Working On A Dream is definitely a different beast to Magic. While there Springsteen’s approach to recording with O’Brien and the E Street Band – working with a core group of himself, Max Weinberg, Gary Tallent and Roy Bittan and with additional parts added on later – worked for the leaner, meaner sound that suited the theme of Magic, the songs on Working On A Dream are made for bigger stuff, a painting with more colours with Springsteen trying to use less of a ‘rock’ voice and while the E Street Band could make these songs sound as huge as they presumably were in the Boss’s head, the process here means that band has never sounded quite so constrained and tiny.

Least: Queen of the Supermarket

Not only does this song emphasis the above points of production flaws – all the tacked on layers sound too much like veneer when a big, unbridled band sound could’ve made it soar – it’s just a naff song: our hero has literally gone from singing songs of chrome-wheeled, fuel injected love with Fuelie heads and a Hurst on the floor to actually singing about pushing a fucking shopping cart and finding “a dream (that) awaits in aisle number two.” FFS, Bruce.

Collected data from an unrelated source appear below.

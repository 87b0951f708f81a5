//! Plans: units of work tracked as issue documents with a `plan-header`
//! block.

pub mod store;

use std::collections::BTreeSet;
use std::fmt;

use chrono::{DateTime, Utc};
use serde_yaml::Value;

use crate::metadata::{
    BlockCodec, BlockData, PLAN_BODY_KEY, PLAN_HEADER_KEY, header_datetime, header_int, header_str,
};
use crate::schema::{HeaderRecord, PlanHeader, SchemaError};
use crate::tracker::{DocumentState, IssueDocument};

pub use store::{CreatePlanRequest, CreatedPlan, PlanQuery, PlanStore};

#[derive(Debug, Clone, Copy, PartialEq, Eq)]
pub enum PlanState {
    Open,
    Closed,
}

impl fmt::Display for PlanState {
    fn fmt(&self, f: &mut fmt::Formatter<'_>) -> fmt::Result {
        f.write_str(match self {
            Self::Open => "OPEN",
            Self::Closed => "CLOSED",
        })
    }
}

impl From<DocumentState> for PlanState {
    fn from(state: DocumentState) -> Self {
        match state {
            DocumentState::Open => Self::Open,
            DocumentState::Closed => Self::Closed,
        }
    }
}

/// Read model of a plan issue, built once per fetch.
#[derive(Debug, Clone, PartialEq)]
pub struct Plan {
    pub identifier: String,
    pub number: u64,
    pub title: String,
    /// Plan text from the plan comment, or the issue body when the plan has
    /// no plan comment.
    pub body: String,
    pub state: PlanState,
    pub url: String,
    pub labels: BTreeSet<String>,
    pub assignees: BTreeSet<String>,
    pub created_at: DateTime<Utc>,
    pub updated_at: DateTime<Utc>,
    pub objective_id: Option<u64>,
    /// Data of the `plan-header` block; empty when the block is absent.
    pub header_fields: BlockData,
    /// Tracker facts: `number`, `author`, `comment_count`.
    pub metadata: BlockData,
}

impl Plan {
    pub fn from_document(doc: &IssueDocument, codec: &BlockCodec) -> Self {
        let header_fields = codec
            .find_metadata_block(&doc.body, PLAN_HEADER_KEY)
            .map(|block| block.data)
            .unwrap_or_default();

        let plan_comment_id = header_int(&header_fields, "plan_comment_id")
            .and_then(|id| u64::try_from(id).ok());
        let body = doc
            .comment_or_first(plan_comment_id)
            .and_then(|comment| codec.find_content_block(&comment.body, PLAN_BODY_KEY))
            .unwrap_or_else(|| doc.body.clone());

        let objective_id = header_int(&header_fields, "objective_issue")
            .and_then(|id| u64::try_from(id).ok());

        let mut metadata = BlockData::new();
        metadata.insert("number".to_owned(), Value::from(doc.number));
        metadata.insert(
            "author".to_owned(),
            doc.author.clone().map_or(Value::Null, Value::from),
        );
        metadata.insert("comment_count".to_owned(), Value::from(doc.comments.len()));

        Self {
            identifier: doc.number.to_string(),
            number: doc.number,
            title: doc.title.clone(),
            body,
            state: doc.state.into(),
            url: doc.url.clone(),
            labels: doc.labels.iter().cloned().collect(),
            assignees: doc.assignees.iter().cloned().collect(),
            created_at: doc.created_at,
            updated_at: doc.updated_at,
            objective_id,
            header_fields,
            metadata,
        }
    }

    pub fn is_open(&self) -> bool {
        self.state == PlanState::Open
    }

    pub fn header_str(&self, key: &str) -> Option<String> {
        header_str(&self.header_fields, key)
    }

    pub fn header_int(&self, key: &str) -> Option<i64> {
        header_int(&self.header_fields, key)
    }

    pub fn header_datetime(&self, key: &str) -> Option<DateTime<Utc>> {
        header_datetime(&self.header_fields, key)
    }

    /// Decode the header fields into a typed [`PlanHeader`].
    pub fn header(&self) -> Result<PlanHeader, SchemaError> {
        PlanHeader::from_block_data(&self.header_fields)
    }
}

And someone had the bright idea of having the fucking barcode scanner ‘bleeps’ in the fade out. Thunder Road has been swapped for a fucking Sainsburys.

Best: My Lucky Day

My Lucky Day is a relatively fast, blistering tune that sounds like a blast was had recording it. Plus, in the context of this album, its fast, rawer sound – at odds with the layers of overdubs etc that blight the aimed-for sound that drapes so much of the album – means its one of the songs on Working On A Dream that works from a production / sound perspective. It’s also surprisingly – given its faster tempo – a wonderful little love song complete with both a guitar and sax solo.

Least and Most: Magic

There’s little competition for Magic as Springsteen’s finest ‘post reunion’ albums, in my opinion at least. Yes, The Rising has the joy of a rekindled E Street Band and more than many an album’s share of good tunes but Magic is the album that captures the sense of an artist and band now confident in their ‘second wind’ and an established relationship with produce Brendan O’Brien working at strength.

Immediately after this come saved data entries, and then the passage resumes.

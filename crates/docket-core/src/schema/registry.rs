//! Schema registry -- the set of block schemas, keyed by block key.
//!
//! The registry is a plain value: build it with
//! [`SchemaRegistry::standard`] wherever it is needed. There is no global
//! instance.

use std::collections::HashMap;

use super::{BlockSchema, ImplementationStatusSchema, ObjectiveHeaderSchema, PlanHeaderSchema};
use crate::error::{DocketError, Result};
use crate::metadata::BlockData;

/// A collection of registered [`BlockSchema`] implementations, keyed by
/// block key.
#[derive(Default)]
pub struct SchemaRegistry {
    schemas: HashMap<String, Box<dyn BlockSchema>>,
}

impl SchemaRegistry {
    /// Create an empty registry.
    pub fn new() -> Self {
        Self::default()
    }

    /// A registry holding every schema this crate defines.
    pub fn standard() -> Self {
        let mut registry = Self::new();
        registry.register(PlanHeaderSchema);
        registry.register(ObjectiveHeaderSchema);
        registry.register(ImplementationStatusSchema);
        registry
    }

    /// Register a schema under the key returned by [`BlockSchema::key`].
    ///
    /// A schema already registered for that key is replaced and returned.
    pub fn register(&mut self, schema: impl BlockSchema + 'static) -> Option<Box<dyn BlockSchema>> {
        let key = schema.key().to_owned();
        self.schemas.insert(key, Box::new(schema))
    }

    /// Look up a schema by block key.
    pub fn get(&self, key: &str) -> Option<&dyn BlockSchema> {
        self.schemas.get(key).map(|b| b.as_ref())
    }

    /// Registered block keys, sorted.
    pub fn keys(&self) -> Vec<&str> {
        let mut keys: Vec<&str> = self.schemas.keys().map(String::as_str).collect();
        keys.sort_unstable();
        keys
    }

    pub fn len(&self) -> usize {
        self.schemas.len()
    }

    pub fn is_empty(&self) -> bool {
        self.schemas.is_empty()
    }

    /// Validate `data` against the schema registered for `key`.
    pub fn validate(&self, key: &str, data: &BlockData) -> Result<()> {
        let schema = self.get(key).ok_or_else(|| DocketError::UnknownSchema {
            key: key.to_owned(),
        })?;
        schema.validate(data)?;
        Ok(())
    }
}

impl std::fmt::Debug for SchemaRegistry {
    fn fmt(&self, f: &mut std::fmt::Formatter<'_>) -> std::fmt::Result {
        f.debug_struct("SchemaRegistry")
            .field("schemas", &self.keys())
            .finish()
    }
}

#[cfg(test)]
mod tests {
    use serde_yaml::Value;

    use super::*;
    use crate::schema::SchemaError;

    /// Schema that rejects everything, used to check replacement.
    struct RejectAll;

    impl BlockSchema for RejectAll {
        fn key(&self) -> &str {
            "plan-header"
        }

        fn validate(&self, _data: &BlockData) -> std::result::Result<(), SchemaError> {
            Err(SchemaError {
                key: "plan-header".to_owned(),
                violations: vec![],
            })
        }
    }

    #[test]
    fn registry_starts_empty() {
        let registry = SchemaRegistry::new();
        assert!(registry.is_empty());
        assert_eq!(registry.len(), 0);
        assert!(registry.keys().is_empty());
    }

    #[test]
    fn standard_registry_keys() {
        let registry = SchemaRegistry::standard();
        assert_eq!(
            registry.keys(),
            vec!["implementation-status", "objective-header", "plan-header"]
        );
    }

    #[test]
    fn register_replaces_existing() {
        let mut registry = SchemaRegistry::standard();
        let old = registry.register(RejectAll);
        assert!(old.is_some());
        assert_eq!(registry.len(), 3);
        assert!(registry.validate("plan-header", &BlockData::new()).is_err());
    }

    #[test]
    fn validate_unknown_key() {
        let registry = SchemaRegistry::standard();
        let err = registry.validate("mystery", &BlockData::new()).unwrap_err();
        assert!(matches!(err, DocketError::UnknownSchema { ref key } if key == "mystery"));
    }

    #[test]
    fn validate_dispatches_by_key() {
        let registry = SchemaRegistry::standard();
        let data: BlockData = [("objective_issue".to_owned(), Value::from("12"))]
            .into_iter()
            .collect();
        let err = registry.validate("plan-header", &data).unwrap_err();
        assert!(matches!(err, DocketError::Validation(_)));
    }

    #[test]
    fn registry_debug_shows_keys() {
        let debug = format!("{:?}", SchemaRegistry::standard());
        assert!(debug.contains("plan-header"));
    }
}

The other element that sells it for me is that while some dismissed this album as ‘just another collection of songs’ these songs are all tied together with a sense of foreboding, a distaste and often anger at the then-current state of America (which probably seem like the halcyon days now) with lines like “Who’ll be the last to die for a mistake/Whose blood will spill, whose heart will break” or “tell me is that rolling thunder or just the sinking sound of something righteous going under” – all backed by the muscular heft of the E Street Band.

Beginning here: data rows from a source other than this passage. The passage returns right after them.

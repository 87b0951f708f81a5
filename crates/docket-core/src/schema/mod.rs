//! Block schemas: per-key validators that run before every write.
//!
//! Each schema owns one block key and checks a [`BlockData`] mapping for
//! missing required fields, wrong field types and schema-local business
//! rules. Validation reports every violation at once in a single
//! [`SchemaError`].
//!
//! Typed records ([`HeaderRecord`]) sit on top: data is validated against
//! the record's schema and then decoded, so the dynamic mapping never
//! travels further than the codec boundary.

pub mod implementation_status;
pub mod objective_header;
pub mod plan_header;
pub mod registry;

use std::fmt;

use serde::Serialize;
use serde::de::DeserializeOwned;
use serde_yaml::Value;

use crate::metadata::{BlockData, MetadataBlock, parse_timestamp};

pub use implementation_status::{ImplementationState, ImplementationStatus, ImplementationStatusSchema};
pub use objective_header::{ObjectiveHeader, ObjectiveHeaderSchema};
pub use plan_header::{LifecycleStage, LocalImplEvent, PlanHeader, PlanHeaderSchema};
pub use registry::SchemaRegistry;

/// A stateless validator for one block key.
pub trait BlockSchema: Send + Sync {
    /// Canonical block key this schema owns.
    fn key(&self) -> &str;

    /// Check `data`, collecting every violation.
    fn validate(&self, data: &BlockData) -> Result<(), SchemaError>;
}

// Compile-time assertion: BlockSchema must be usable as `dyn BlockSchema`.
const _: () = {
    fn _assert_object_safe(_: &dyn BlockSchema) {}
};

/// One problem found while validating a block.
#[derive(Debug, Clone, PartialEq, Eq)]
pub enum Violation {
    /// A required field is absent or null.
    MissingField(String),
    /// A field holds a value of the wrong type.
    WrongType {
        field: String,
        expected: &'static str,
        found: &'static str,
    },
    /// A field has the right type but breaks a schema rule.
    Constraint { field: String, reason: String },
    /// The data passed validation but does not decode into its record.
    Undecodable(String),
}

impl fmt::Display for Violation {
    fn fmt(&self, f: &mut fmt::Formatter<'_>) -> fmt::Result {
        match self {
            Self::MissingField(field) => write!(f, "missing required field {field:?}"),
            Self::WrongType {
                field,
                expected,
                found,
            } => write!(f, "field {field:?} must be {expected} (found {found})"),
            Self::Constraint { field, reason } => write!(f, "field {field:?} {reason}"),
            Self::Undecodable(reason) => write!(f, "block does not decode: {reason}"),
        }
    }
}

/// Validation failure for a block, listing every violation found.
#[derive(Debug, Clone, PartialEq, Eq)]
pub struct SchemaError {
    pub key: String,
    pub violations: Vec<Violation>,
}

impl SchemaError {
    fn undecodable(key: &str, err: impl fmt::Display) -> Self {
        Self {
            key: key.to_owned(),
            violations: vec![Violation::Undecodable(err.to_string())],
        }
    }

    /// Names of all missing required fields.
    pub fn missing_fields(&self) -> Vec<&str> {
        self.violations
            .iter()
            .filter_map(|v| match v {
                Violation::MissingField(field) => Some(field.as_str()),
                _ => None,
            })
            .collect()
    }
}

impl fmt::Display for SchemaError {
    fn fmt(&self, f: &mut fmt::Formatter<'_>) -> fmt::Result {
        let missing = self.missing_fields();
        let mut parts = Vec::new();
        if !missing.is_empty() {
            parts.push(format!("missing required fields: {}", missing.join(", ")));
        }
        parts.extend(
            self.violations
                .iter()
                .filter(|v| !matches!(v, Violation::MissingField(_)))
                .map(ToString::to_string),
        );
        write!(f, "invalid {} block: {}", self.key, parts.join("; "))
    }
}

impl std::error::Error for SchemaError {}

/// Accumulates violations while a schema walks its fields.
///
/// Type checks only fire for fields that are present and non-null; pair
/// them with [`FieldChecks::required`] for mandatory fields.
pub(crate) struct FieldChecks<'a> {
    data: &'a BlockData,
    violations: Vec<Violation>,
}

impl<'a> FieldChecks<'a> {
    pub(crate) fn new(data: &'a BlockData) -> Self {
        Self {
            data,
            violations: Vec::new(),
        }
    }

    fn present(&self, field: &str) -> Option<&'a Value> {
        self.data.get(field).filter(|v| !v.is_null())
    }

    fn wrong_type(&mut self, field: &str, expected: &'static str, found: &Value) {
        self.violations.push(Violation::WrongType {
            field: field.to_owned(),
            expected,
            found: type_name(found),
        });
    }

    pub(crate) fn required(&mut self, fields: &[&str]) {
        for field in fields {
            if self.present(field).is_none() {
                self.violations.push(Violation::MissingField((*field).to_owned()));
            }
        }
    }

    pub(crate) fn violate(&mut self, field: &str, reason: impl Into<String>) {
        self.violations.push(Violation::Constraint {
            field: field.to_owned(),
            reason: reason.into(),
        });
    }

    pub(crate) fn string(&mut self, field: &str) -> Option<&'a str> {
        match self.present(field)? {
            Value::String(s) => Some(s.as_str()),
            other => {
                self.wrong_type(field, "a string", other);
                None
            }
        }
    }

    pub(crate) fn integer(&mut self, field: &str) -> Option<i64> {
        let value = self.present(field)?;
        match value {
            Value::Number(n) if n.is_i64() => n.as_i64(),
            other => {
                self.wrong_type(field, "an integer", other);
                None
            }
        }
    }

    pub(crate) fn positive_integer(&mut self, field: &str) -> Option<i64> {
        let value = self.integer(field)?;
        if value <= 0 {
            self.violate(field, format!("must be a positive integer (got {value})"));
        }
        Some(value)
    }

    pub(crate) fn timestamp(&mut self, field: &str) {
        if let Some(raw) = self.string(field) {
            if parse_timestamp(raw).is_none() {
                self.violate(field, format!("must be an ISO-8601 timestamp (got {raw:?})"));
            }
        }
    }

    pub(crate) fn one_of(&mut self, field: &str, allowed: &[&str]) -> Option<&'a str> {
        let value = self.string(field)?;
        if !allowed.contains(&value) {
            self.violate(
                field,
                format!("must be one of {} (got {value:?})", allowed.join(", ")),
            );
        }
        Some(value)
    }

    pub(crate) fn mapping(&mut self, field: &str) {
        if let Some(value) = self.present(field) {
            if !value.is_mapping() {
                self.wrong_type(field, "a mapping", value);
            }
        }
    }

    pub(crate) fn finish(self, key: &str) -> Result<(), SchemaError> {
        if self.violations.is_empty() {
            Ok(())
        } else {
            Err(SchemaError {
                key: key.to_owned(),
                violations: self.violations,
            })
        }
    }
}

fn type_name(value: &Value) -> &'static str {
    match value {
        Value::Null => "null",
        Value::Bool(_) => "a boolean",
        Value::Number(n) if n.is_f64() => "a float",
        Value::Number(_) => "an integer",
        Value::String(_) => "a string",
        Value::Sequence(_) => "a sequence",
        Value::Mapping(_) => "a mapping",
        Value::Tagged(_) => "a tagged value",
    }
}

/// A typed view of one block kind.
///
/// Decoding validates first, then deserializes; encoding serializes, then
/// validates. A record therefore never reaches a document without passing
/// its schema.
pub trait HeaderRecord: Serialize + DeserializeOwned {
    type Schema: BlockSchema + Default;

    fn from_block_data(data: &BlockData) -> Result<Self, SchemaError> {
        let schema = Self::Schema::default();
        schema.validate(data)?;
        let value =
            serde_yaml::to_value(data).map_err(|e| SchemaError::undecodable(schema.key(), e))?;
        serde_yaml::from_value(value).map_err(|e| SchemaError::undecodable(schema.key(), e))
    }

    fn to_block_data(&self) -> Result<BlockData, SchemaError> {
        let schema = Self::Schema::default();
        let value =
            serde_yaml::to_value(self).map_err(|e| SchemaError::undecodable(schema.key(), e))?;
        let data: BlockData =
            serde_yaml::from_value(value).map_err(|e| SchemaError::undecodable(schema.key(), e))?;
        schema.validate(&data)?;
        Ok(data)
    }

    fn to_block(&self) -> Result<MetadataBlock, SchemaError> {
        let data = self.to_block_data()?;
        Ok(MetadataBlock::new(Self::Schema::default().key(), data))
    }
}
#[test]
fn post_implementation_status_validates_and_comments() {
    let tracker = FakeTracker::default();
    tracker.insert_document(header_doc(9, &[("a", Value::from(1))]));
    let store = store(&tracker);

    let status = ImplementationStatus {
        status: ImplementationState::InProgress,
        completed_nodes: 2,
        total_nodes: 5,
        timestamp: fixed_time(),
        summary: Some("halfway".to_owned()),
    };
    let id = store.post_implementation_status(9, &status).unwrap();
    let doc = tracker.document(9).unwrap();
    let posted = doc.comments.iter().find(|c| c.id == id).unwrap();
    let block = BlockCodec::default()
        .find_metadata_block(&posted.body, "implementation-status")
        .unwrap();
    assert_eq!(block.data["completed_nodes"], Value::from(2));

    let bad = ImplementationStatus {
        completed_nodes: 6,
        ..status
    };
    let err = store.post_implementation_status(9, &bad).unwrap_err();
    assert!(matches!(err, DocketError::Validation(_)));
    assert_eq!(tracker.document(9).unwrap().comments.len(), 1);
}

#[test]
fn from_config_uses_configured_namespace_and_labels() {
    let tracker = FakeTracker::default();
    let config = DocketConfig {
        namespace: "erk".to_owned(),
        plan_label: "erk-plan".to_owned(),
        repo: Some(test_location()),
        ..DocketConfig::default()
    };
    let store = PlanStore::from_config(&tracker, &config).unwrap();
    assert_eq!(store.plan_label(), "erk-plan");
    assert_eq!(store.codec().namespace(), "erk");

    let created = store
        .create_plan(&CreatePlanRequest::new("T", "c", "alice"))
        .unwrap();
    let body = tracker.document(created.number).unwrap().body;
    assert!(body.contains("<!-- erk:metadata-block:plan-header -->"));

    let no_repo = DocketConfig::default();
    assert!(PlanStore::from_config(&tracker, &no_repo).is_err());
}
use bevy::prelude::*;
use nalgebra::Vector3;
use serde::{Deserialize, Serialize};

use crate::utils::{up, GRAVITY, SEA_LEVEL_AIR_DENSITY};

/// Atmospheric constants threaded through every force computation.
#[derive(Resource, Debug, Clone, Copy, PartialEq, Serialize, Deserialize)]
#[serde(default)]
pub struct EnvironmentConfig {
    /// Air density [kg/m³]
    pub air_density: f64,
    /// Gravitational acceleration magnitude [m/s²]; zero disables gravity.
    pub gravity: f64,
}

impl Default for EnvironmentConfig {
    fn default() -> Self {
        Self {
            air_density: SEA_LEVEL_AIR_DENSITY,
            gravity: GRAVITY,
        }
    }
}

impl EnvironmentConfig {
    /// No gravity, sea-level air. Useful for isolating aerodynamic effects.
    pub fn weightless() -> Self {
        Self {
            gravity: 0.0,
            ..Default::default()
        }
    }

    /// World-frame gravitational acceleration vector.
    pub fn gravity_vector(&self) -> Vector3<f64> {
        -up() * self.gravity
    }
}
use bevy::prelude::*;

use crate::components::{Aircraft, AircraftConfig};
use crate::resources::{EnvironmentConfig, PhysicsConfig};
use crate::systems::{
    aircraft_step_system, environment_sync_system, telemetry_log_system, TelemetryEvent,
};
use crate::utils::{ConfigError, MAX_TIMESTEP};

/// Flight model stages within `FixedUpdate`.
#[derive(Debug, Hash, PartialEq, Eq, Clone, SystemSet)]
pub enum FlightSet {
    Environment,
    Step,
    Telemetry,
}

/// Steps every [`Aircraft`] entity at a fixed rate and logs their telemetry.
#[derive(Default)]
pub struct FlightModelPlugin {
    pub environment: EnvironmentConfig,
    pub physics: PhysicsConfig,
}

impl FlightModelPlugin {
    pub fn new(environment: EnvironmentConfig, physics: PhysicsConfig) -> Self {
        Self {
            environment,
            physics,
        }
    }
}

impl Plugin for FlightModelPlugin {
    fn build(&self, app: &mut App) {
        if self.physics.timestep > MAX_TIMESTEP {
            warn!(
                "Fixed timestep {:.4} s exceeds {:.4} s; the explicit integrator may diverge",
                self.physics.timestep, MAX_TIMESTEP
            );
        }

        app.insert_resource(self.environment)
            .insert_resource(self.physics)
            .insert_resource(Time::<Fixed>::from_seconds(self.physics.timestep))
            .add_event::<TelemetryEvent>();

        app.configure_sets(
            FixedUpdate,
            (FlightSet::Environment, FlightSet::Step, FlightSet::Telemetry).chain(),
        );

        app.add_systems(
            FixedUpdate,
            (
                environment_sync_system.in_set(FlightSet::Environment),
                aircraft_step_system.in_set(FlightSet::Step),
                telemetry_log_system.in_set(FlightSet::Telemetry),
            ),
        );
    }
}

/// Builds an aircraft from `config` and spawns it with a [`Name`].
///
/// The aircraft picks up the current [`EnvironmentConfig`] and [`PhysicsConfig`] when
/// those resources exist.
pub fn spawn_aircraft(world: &mut World, config: &AircraftConfig) -> Result<Entity, ConfigError> {
    let environment = world
        .get_resource::<EnvironmentConfig>()
        .copied()
        .unwrap_or_default();
    let physics = world
        .get_resource::<PhysicsConfig>()
        .copied()
        .unwrap_or_default();

    let aircraft = config
        .build()?
        .with_environment(environment)
        .with_telemetry_interval(physics.telemetry_interval);

    info!(
        "Spawning {} ({} surfaces, {:.0} kg)",
        config.name,
        aircraft.surfaces().len(),
        aircraft.rigid_body.mass()
    );

    Ok(spawn_built_aircraft(world, aircraft, &config.name))
}

/// Spawns an already-built aircraft.
pub fn spawn_built_aircraft(world: &mut World, aircraft: Aircraft, name: &str) -> Entity {
    world.spawn((aircraft, Name::new(name.to_string()))).id()
}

Least: Girls In Their Summer Clothes

I know this is probably among the least popular of my ‘least’ takes – at least considering it’s the second most streamed track on the album by a long way – but there’s something about ‘Girls In Their Summer Clothes’ that’s just never sat right with me. It feels too stodgy to be the lighter ‘fun’ song on the album -like ‘Mary’s Place’ or ‘Waitin’ On A Sunny Day’ on The Rising – and Springsteen’s vocal take sounds surprisingly flat or almost disinterested… with a little less heavy a sound it would probably fit better on Springsteen’s next album. Which in itself isn’t a good thing either…

Most: Gypsy Biker

In which Springsteen takes his Vietnam-vet song ‘Shut Out The Light’s “Bobby pulled his Ford out of the garage and they polished up the chrome” line and updates it for a more modern war. In keeping with the heavier-hitting bitterness with which Magic bristles against the decisions of the US, this time instead of the relief of “I’m so glad to have you back with me,” it’s a coffin that’s come home and the cycle is being pulled from the garage to be burnt in the foothills with the kiss-off ” now all that remains is my love for you brother, lying still and unchanged. To them that threw you away, you ain’t nothin’ but gone.”